= Victor Planchat =

Victor Planchat (January 5, 1865 – July 5, 1901) was a French naturalist and specimen collector who worked with the French Colonial railways in Senegal. His specimens of insects and birds have been scattered around the world. Several taxa were described on the basis of his specimens.

== Life and work ==
Planchat was born in Saint-Oradoux-de-Chirouze (Creuse) in a modest family who was into farming and inn-keeping. After some education he joined the armed services and wjoined the 3rd Marine Infantry Regiment in 1886. He was posted to Indochina and reached Tonkin in 1889. He went to Colombo in 1889 and returned to Paris later in that year.

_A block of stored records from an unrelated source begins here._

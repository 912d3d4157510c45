//! Reflector cache

use std::hash::BuildHasherDefault;
use std::sync::atomic::{AtomicBool, Ordering};
use std::sync::Arc;

use dashmap::DashMap;
use rustc_hash::FxHasher;

use crate::class::{ClassId, ClassRef};
use crate::reflector::Reflector;

/// Source of [`Reflector`]s
pub trait ReflectorFactory: Send + Sync {
    /// Whether reflectors are cached per class
    fn is_class_cache_enabled(&self) -> bool;

    /// Enable or disable caching of newly requested reflectors
    fn set_class_cache_enabled(&self, enabled: bool);

    /// Reflector for `class`
    fn find_for_class(&self, class: &ClassRef) -> Arc<Reflector>;
}

/// Reflector factory with a concurrent per-class cache
///
/// Concurrent first requests for one class converge on a single stored
/// reflector.
pub struct DefaultReflectorFactory {
    cache_enabled: AtomicBool,
    reflectors: DashMap<ClassId, Arc<Reflector>, BuildHasherDefault<FxHasher>>,
}

impl DefaultReflectorFactory {
    /// Create a factory with caching enabled
    pub fn new() -> Self {
        Self {
            cache_enabled: AtomicBool::new(true),
            reflectors: DashMap::default(),
        }
    }

    /// Number of cached reflectors
    pub fn cached_count(&self) -> usize {
        self.reflectors.len()
    }

    /// Drop every cached reflector
    pub fn clear(&self) {
        self.reflectors.clear();
    }
}

impl Default for DefaultReflectorFactory {
    fn default() -> Self {
        Self::new()
    }
}

impl ReflectorFactory for DefaultReflectorFactory {
    fn is_class_cache_enabled(&self) -> bool {
        self.cache_enabled.load(Ordering::Acquire)
    }

    fn set_class_cache_enabled(&self, enabled: bool) {
        self.cache_enabled.store(enabled, Ordering::Release);
    }

    fn find_for_class(&self, class: &ClassRef) -> Arc<Reflector> {
        if !self.is_class_cache_enabled() {
            return Arc::new(Reflector::new(class));
        }
        if let Some(reflector) = self.reflectors.get(&class.id()) {
            return reflector.clone();
        }
        self.reflectors
            .entry(class.id())
            .or_insert_with(|| Arc::new(Reflector::new(class)))
            .clone()
    }
}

He married in 1891 and moved to Senegal in 1893 where a daughter was born. He worked as a railways inspector and worked on the line between Dakar and Saint-Louis. He took a keen interest in natural history, making collections in Senegal. He contributed bird specimens which are now part of the Albert Maës (1846–1914) collection. He likely learned the art of skinning birds during his stay in Asia. It is thought that he sent specimens to the natural history trader W. F. H. Rosenberg who in turn sold it to collectors. He sent insects to René Oberthür and some bird skins and eggs to Adolph Nehrkorn. His specimen labels make use of the very poorly documented Ajami script in addition to French. He was a quiet, withdrawn, and a teetotaler. Along with his family he made visits to France for health, making use of the available leave of 3 months for every two years of service, and died following a fever at the age of 36.